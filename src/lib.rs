// Licensed to the Apache Software Foundation (ASF) under one
// or more contributor license agreements.  See the NOTICE file
// distributed with this work for additional information
// regarding copyright ownership.  The ASF licenses this file
// to you under the Apache License, Version 2.0 (the
// "License"); you may not use this file except in compliance
// with the License.  You may obtain a copy of the License at
//
//   http://www.apache.org/licenses/LICENSE-2.0
//
// Unless required by applicable law or agreed to in writing,
// software distributed under the License is distributed on an
// "AS IS" BASIS, WITHOUT WARRANTIES OR CONDITIONS OF ANY
// KIND, either express or implied.  See the License for the
// specific language governing permissions and limitations
// under the License.
pub mod common;
pub mod runtime;
pub mod service;

// StarRocks-BE-like folder layout, with `novarocks_*` convenience aliases.
pub use common::app_config as novarocks_config;
pub use common::logging as novarocks_logging;

pub use runtime::aborted_queries::AbortedQueryCache;
pub use runtime::min_tso_scheduler::MinTsoScheduler;
pub use runtime::mpp_error::MppTaskError;
pub use runtime::mpp_task::{AbortType, MppTask, MppTaskId};
pub use runtime::mpp_task_manager::{MppTaskManager, mpp_task_manager};
pub use runtime::mpp_tunnel::{EstablishMppConnectionRequest, MppTunnel};
pub use runtime::query_task_set::QueryTaskSetSnapshot;
pub use service::mpp_connection::establish_mpp_connection_local;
--
**EXERCISE DETAILS**
For this exercise, copy each line from the listing above that has the word "service".

**ANSWER BOX**
pub mod service;
pub use service::mpp_connection::establish_mpp_connection_local;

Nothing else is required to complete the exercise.